При этом за алкоголиков не переживаю – люди взрослые, эти могут умело потратить любую сумму. А за солдат переживаю всегда – малолетние обязательно нажрутся до полной невменяемости, а потом или кого-нибудь забьют до полусмерти, либо изнасилуют войскового товарища. Но и не дать нельзя – просто так нормальный человек не попрошайничает. Явно солдатику деньги нужны, поэтому надо дать. Правда, как-то раз я деньги из кармана вынул, и тут же понял, что сейчас меня солдатики за эти деньги — тово. Хорошо сострил вовремя, а иначе быть беде.
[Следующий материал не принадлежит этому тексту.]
//! Core domain concepts shared across all subdomains.
//!
//! - [`clock::Clock`]: epoch-millisecond time source injected into state mutators
//! - [`string`]: text helpers for summaries and previews

pub mod clock;
pub mod string;
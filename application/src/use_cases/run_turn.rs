//! Run Turn use case
//!
//! Sends one user message to a contact and records the reply. The user
//! message goes through `sending → sent` on success or `sending → failed`
//! on error; a failed message can be retried (`failed → sending`).

use crate::chat_store::ChatStore;
use crate::use_cases::ai_gateway::AiGateway;
use schatphone_domain::{
    ApiError, ChatMessage, Message, MessageStatus, NewMessage, Settings,
};
use std::sync::Arc;
use thiserror::Error;
use tracing::{debug, warn};

/// Errors that can occur during a turn
#[derive(Error, Debug)]
pub enum RunTurnError {
    #[error("Unknown contact: {0}")]
    UnknownContact(u64),

    #[error("Message {0} not found")]
    MessageNotFound(String),

    #[error("Message {id} is {status} and cannot be retried")]
    NotRetryable { id: String, status: &'static str },

    /// The provider call failed; the user message is now `failed`.
    #[error("{ui_message}")]
    Provider {
        message_id: String,
        ui_message: String,
        #[source]
        source: ApiError,
    },
}

impl RunTurnError {
    /// The classified provider error, if this is one.
    pub fn api_error(&self) -> Option<&ApiError> {
        match self {
            RunTurnError::Provider { source, .. } => Some(source),
            _ => None,
        }
    }
}

/// A completed turn
#[derive(Debug, Clone, PartialEq, Eq)]
pub struct TurnOutcome {
    pub user_message: Message,
    pub reply: Message,
}

/// Use case for one conversation turn
pub struct RunTurnUseCase {
    gateway: Arc<AiGateway>,
}

impl RunTurnUseCase {
    pub fn new(gateway: Arc<AiGateway>) -> Self {
        Self { gateway }
    }

    /// Appends `text` as a user message and asks the provider for a reply.
    pub async fn execute(
        &self,
        store: &mut ChatStore,
        settings: &mut Settings,
        contact_id: u64,
        text: &str,
    ) -> Result<TurnOutcome, RunTurnError> {
        if store.state().contact(contact_id).is_none() {
            return Err(RunTurnError::UnknownContact(contact_id));
        }

        let sent = store.append_message(
            contact_id,
            NewMessage::user(text).with_status(MessageStatus::Sending),
        );
        store.set_conversation_draft(contact_id, "");
        self.complete(store, settings, contact_id, sent.id).await
    }

    /// Resends a failed user message.
    pub async fn retry(
        &self,
        store: &mut ChatStore,
        settings: &mut Settings,
        contact_id: u64,
        message_id: &str,
    ) -> Result<TurnOutcome, RunTurnError> {
        if store.state().contact(contact_id).is_none() {
            return Err(RunTurnError::UnknownContact(contact_id));
        }
        let status = store
            .state()
            .messages_for_contact(contact_id)
            .iter()
            .find(|m| m.id == message_id)
            .map(|m| m.status)
            .ok_or_else(|| RunTurnError::MessageNotFound(message_id.to_string()))?;
        if !status.can_transition_to(MessageStatus::Sending) {
            return Err(RunTurnError::NotRetryable {
                id: message_id.to_string(),
                status: status.as_str(),
            });
        }

        debug!("Retrying message {}", message_id);
        store.update_message_status(contact_id, message_id, MessageStatus::Sending);
        self.complete(store, settings, contact_id, message_id.to_string())
            .await
    }

    async fn complete(
        &self,
        store: &mut ChatStore,
        settings: &mut Settings,
        contact_id: u64,
        message_id: String,
    ) -> Result<TurnOutcome, RunTurnError> {
        let (history, system_prompt) = {
            let state = store.state();
            let history: Vec<ChatMessage> = state
                .messages_for_contact(contact_id)
                .iter()
                .filter(|m| m.status != MessageStatus::Failed)
                .map(Message::to_chat_message)
                .collect();
            let system_prompt = state
                .contact(contact_id)
                .map(|c| c.system_prompt())
                .unwrap_or_default();
            (history, system_prompt)
        };

        match self.gateway.call_ai(&history, &system_prompt, settings).await {
            Ok(text) => {
                store.update_message_status(contact_id, &message_id, MessageStatus::Sent);
                let reply = store.append_message(contact_id, NewMessage::assistant(text));
                let user_message = store
                    .state()
                    .messages_for_contact(contact_id)
                    .iter()
                    .find(|m| m.id == message_id)
                    .cloned()
                    .ok_or(RunTurnError::MessageNotFound(message_id))?;
                Ok(TurnOutcome {
                    user_message,
                    reply,
                })
            }
            Err(e) => {
                warn!("Turn for contact {} failed: {} ({})", contact_id, e, e.kind);
                store.update_message_status(contact_id, &message_id, MessageStatus::Failed);
                Err(RunTurnError::Provider {
                    message_id,
                    ui_message: e.ui_message(""),
                    source: e,
                })
            }
        }
    }
}

#[cfg(test)]
mod tests {
    use super::*;
    use crate::ports::state_store::InMemoryStateStore;
    use crate::use_cases::ai_gateway::tests::StubProvider;
    use schatphone_domain::{ApiErrorKind, ApiKind, ApiSettings, ManualClock, Role};

    fn setup(replies: Vec<Result<String, ApiError>>) -> (RunTurnUseCase, Arc<StubProvider>, ChatStore) {
        let mut openai = StubProvider::new(ApiKind::OpenaiCompatible);
        for reply in replies {
            openai = openai.with_reply(reply);
        }
        let openai = Arc::new(openai);
        let gateway = AiGateway::new(openai.clone(), Arc::new(StubProvider::new(ApiKind::Gemini)));
        let store = ChatStore::open(
            Arc::new(InMemoryStateStore::new()),
            Arc::new(ManualClock::new(1_700_000_000_000)),
        );
        (RunTurnUseCase::new(Arc::new(gateway)), openai, store)
    }

    fn settings() -> Settings {
        Settings::with_api(ApiSettings::new("https://api.openai.com/v1", "sk-test", ""))
    }

    #[tokio::test]
    async fn test_successful_turn() {
        let (use_case, provider, mut store) = setup(vec![Ok("Choom!".to_string())]);
        let mut settings = settings();

        let outcome = use_case
            .execute(&mut store, &mut settings, 2, "You there?")
            .await
            .unwrap();

        assert_eq!(outcome.user_message.status, MessageStatus::Sent);
        assert_eq!(outcome.reply.role, Role::Assistant);
        assert_eq!(outcome.reply.content, "Choom!");
        assert_eq!(
            store.state().conversation_for_contact(2).unwrap().last_message,
            "Choom!"
        );

        let requests = provider.requests.lock().unwrap();
        let request = &requests[0];
        assert!(request.system_prompt.starts_with("You are Jackie Welles"));
        assert_eq!(request.messages.last().unwrap(), &ChatMessage::user("You there?"));
    }

    #[tokio::test]
    async fn test_failed_turn_marks_message_failed() {
        let (use_case, _, mut store) = setup(vec![Err(ApiError::http(401, "API Request Failed"))]);
        let mut settings = settings();

        let err = use_case
            .execute(&mut store, &mut settings, 1, "hello")
            .await
            .unwrap_err();

        assert_eq!(err.api_error().unwrap().kind, ApiErrorKind::Auth);
        assert!(err.to_string().contains("(HTTP 401)"));
        let last = store.state().messages_for_contact(1).last().unwrap();
        assert_eq!(last.content, "hello");
        assert_eq!(last.status, MessageStatus::Failed);
    }

    #[tokio::test]
    async fn test_missing_key_fails_without_network() {
        let (use_case, provider, mut store) = setup(vec![]);
        let mut settings = Settings::default();

        let err = use_case
            .execute(&mut store, &mut settings, 1, "hello")
            .await
            .unwrap_err();

        assert_eq!(err.api_error().unwrap().kind, ApiErrorKind::NoApiKey);
        assert_eq!(provider.call_count(), 0);
    }

    #[tokio::test]
    async fn test_retry_excludes_failed_history_then_succeeds() {
        let (use_case, provider, mut store) = setup(vec![
            Err(ApiError::timeout()),
            Ok("Back online.".to_string()),
        ]);
        let mut settings = settings();

        let err = use_case
            .execute(&mut store, &mut settings, 1, "status?")
            .await
            .unwrap_err();
        let RunTurnError::Provider { message_id, .. } = err else {
            panic!("expected provider error");
        };

        let outcome = use_case
            .retry(&mut store, &mut settings, 1, &message_id)
            .await
            .unwrap();
        assert_eq!(outcome.user_message.id, message_id);
        assert_eq!(outcome.user_message.status, MessageStatus::Sent);
        assert_eq!(outcome.reply.content, "Back online.");

        let requests = provider.requests.lock().unwrap();
        assert_eq!(requests.len(), 2);
        assert_eq!(requests[1].messages.last().unwrap().content, "status?");
    }

    #[tokio::test]
    async fn test_retry_rejects_sent_message() {
        let (use_case, _, mut store) = setup(vec![]);
        let mut settings = settings();
        let seeded = store.state().messages_for_contact(1)[0].id.clone();

        let err = use_case
            .retry(&mut store, &mut settings, 1, &seeded)
            .await
            .unwrap_err();
        assert!(matches!(err, RunTurnError::NotRetryable { status: "sent", .. }));
    }

    #[tokio::test]
    async fn test_unknown_contact() {
        let (use_case, _, mut store) = setup(vec![]);
        let mut settings = settings();
        let err = use_case
            .execute(&mut store, &mut settings, 77, "anyone?")
            .await
            .unwrap_err();
        assert!(matches!(err, RunTurnError::UnknownContact(77)));
    }
}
Кстати, третьего дня ко мне ночью подошёл бомж-кавказец. На плохом русском попросил денег. Я даже слегка подрастерялся: нерусский бомж в наше время большая редкость. Дал бомжу сто рублей, так он ещё метров сто в спину кричал всякие «бисмилля» — так сильно обрадовался. Бомж-кавказец – это уже край, надо понимать – влились в местное общество окончательно.
Ну так вот, подходит девица, и я уже прикидываю – дать ей чирик или нет? А она вдруг спрашивает: мужчина, вы не хотите отдохнуть? Я от неожиданности аж на часы посмотрел – это сколько сейчас времени, что отдыхать с девками пора?! Оказалось 12:30. Эвон какая нынешняя молодёжь до денег жадная — с утра начинают бомбить. В голове роились мысли.
Когда-то давно знал тамошнего сутенёра. Шлюхи у него были настолько страшные, что словами не передать. Всем под сорок, а на вид — не меньше ста. Сутенёра Серёгу давно убили, работа опасная. Жуткие шлюхи поразбежались и тоже сгинули, точка освободилась. А тут — гляди-ка, ростки новой жизни! Приглашают, понятно, на хату — не у метро же совокупляться. Видимо, фотоаппарат мой понравился. Но мне он тоже нравится, поэтому девке выдал ж0сткий отказ и снова пошёл домой.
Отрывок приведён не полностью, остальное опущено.